Le stylet du rostre est 3 à 4 fois plus long que leur corps. Il y a d’abord du tâtonnement pour chercher un endroit favorable pour piquer. Il enfonce ensuite entièrement son rostre, se retrouvant plaqué au champignon et immobile pendant longtemps. Les jeunes larves préfèrent les champignons endommagés, qui auront des surfaces plus tendres et faciles à perforer[4].

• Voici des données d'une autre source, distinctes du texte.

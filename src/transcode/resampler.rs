//! Audio resampler for the conversion pipeline
//!
//! Converts decoded frames to the sample format, rate and channel layout the
//! encoder was opened with. The underlying `SwrContext` is configured from the
//! first frame it sees, since decoders only report their real output format
//! once they have produced something.

use crate::error::{FfmpegError, Result};
use crate::ffmpeg::utils;
use ffmpeg_next as ffmpeg;
use ffmpeg_next::software::resampling;
use ffmpeg_next::util::channel_layout::ChannelLayout;
use ffmpeg_next::util::format::sample::Sample;

/// Extra output capacity on top of the rate ratio and the resampler delay
const OUTPUT_HEADROOM: usize = 32;

/// What the resampler converts to
#[derive(Debug, Clone, Copy, PartialEq, Eq)]
pub struct ResampleTarget {
    pub format: Sample,
    pub rate: u32,
    pub layout: ChannelLayout,
}

/// Audio resampler wrapping FFmpeg's `SwrContext`
pub struct AudioResampler {
    target: ResampleTarget,
    context: Option<resampling::Context>,
    input_rate: u32,
}

impl AudioResampler {
    pub fn new(target: ResampleTarget) -> Self {
        Self {
            target,
            context: None,
            input_rate: 0,
        }
    }

    pub fn target(&self) -> ResampleTarget {
        self.target
    }

    /// Whether a frame has been seen and the context configured.
    pub fn is_configured(&self) -> bool {
        self.context.is_some()
    }

    fn configure(&mut self, frame: &ffmpeg::util::frame::Audio) -> Result<()> {
        tracing::debug!(
            sample_rate = frame.rate(),
            channels = frame.channels(),
            format = ?frame.format(),
            target_rate = self.target.rate,
            target_format = ?self.target.format,
            "creating resampler from first frame"
        );

        let context = resampling::Context::get(
            frame.format(),
            frame.channel_layout(),
            frame.rate(),
            self.target.format,
            self.target.layout,
            self.target.rate,
        )
        .map_err(|e| {
            FfmpegError::ResamplerCreate(format!(
                "{:?} {} Hz -> {:?} {} Hz: {}",
                frame.format(),
                frame.rate(),
                self.target.format,
                self.target.rate,
                e
            ))
        })?;

        self.context = Some(context);
        self.input_rate = frame.rate();
        Ok(())
    }

    /// Output frame large enough for everything one call can produce.
    fn output_frame(&self, input_samples: usize) -> ffmpeg::util::frame::Audio {
        let delay = self
            .context
            .as_ref()
            .and_then(|c| c.delay())
            .map(|d| d.output.max(0) as usize)
            .unwrap_or(0);
        let scaled = if self.input_rate == 0 {
            input_samples
        } else {
            (input_samples as u64 * u64::from(self.target.rate))
                .div_ceil(u64::from(self.input_rate)) as usize
        };

        let mut out = ffmpeg::util::frame::Audio::new(
            self.target.format,
            scaled + delay + OUTPUT_HEADROOM,
            self.target.layout,
        );
        out.set_rate(self.target.rate);
        out
    }

    /// Convert one decoded frame.
    ///
    /// The first call configures the context from `frame`; a failure there is
    /// `ResamplerCreate`. Later failures on a single frame are `Resample`.
    /// The returned frame may hold zero samples while the resampler fills its
    /// delay line. The input PTS is carried over.
    pub fn convert(
        &mut self,
        frame: &mut ffmpeg::util::frame::Audio,
    ) -> Result<ffmpeg::util::frame::Audio> {
        if frame.channel_layout().bits() == 0 {
            frame.set_channel_layout(utils::default_channel_layout(frame.channels()));
        }
        if self.context.is_none() {
            self.configure(frame)?;
        }

        let mut out = self.output_frame(frame.samples());
        let context = self
            .context
            .as_mut()
            .ok_or_else(|| FfmpegError::ResamplerCreate("resampler not configured".into()))?;

        context.run(frame, &mut out).map_err(|e| {
            FfmpegError::Resample(format!(
                "{} samples at {} Hz: {}",
                frame.samples(),
                frame.rate(),
                e
            ))
        })?;
        out.set_pts(frame.pts());
        Ok(out)
    }

    /// Drain the samples still held in the resampler's delay line.
    ///
    /// Returns every frame produced until the resampler reports nothing left.
    /// A resampler that never saw a frame has nothing to flush.
    pub fn flush(&mut self) -> Result<Vec<ffmpeg::util::frame::Audio>> {
        let mut frames = Vec::new();
        if self.context.is_none() {
            return Ok(frames);
        }

        loop {
            let mut out = self.output_frame(0);
            let Some(context) = self.context.as_mut() else {
                break;
            };
            if let Err(e) = context.flush(&mut out) {
                tracing::debug!("resampler flush returned non-fatal error: {}", e);
                break;
            }
            if out.samples() == 0 {
                break;
            }
            frames.push(out);
        }

        Ok(frames)
    }
}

Quelques groupes sont phytophages : les Aneurinae et les Calisiinae se nourrissent de sève d'arbres vivants ou mourants, et l'espèce Aradus cinnamomeus se nourrit du phloème, du cambium et du xylème de plantes hôtes, par exemple Pinus et Larix spp., provoquant des retards de croissance. Certaines espèces vivent avec des termites. C'est le cas de six espèces australiennes, dont Aspisocoris termitaphilus, et d'une espèce nord-américaine, Mezira reducta, qui vit dans les nids de Zootermapsis nevadensis. En cela, elles sont proches des Termitaphididae, l'autre famille des Aradoidea[3].

Plusieurs guêpes parasitent les œufs d’Aradidae. Certains acariens s’accrochent aux Aradidae, causant un soulèvement des ailes. Étonnamment, ils ne semblent pas attaqués par les prédateurs corticoles comme les coléoptères ou fourmis[4].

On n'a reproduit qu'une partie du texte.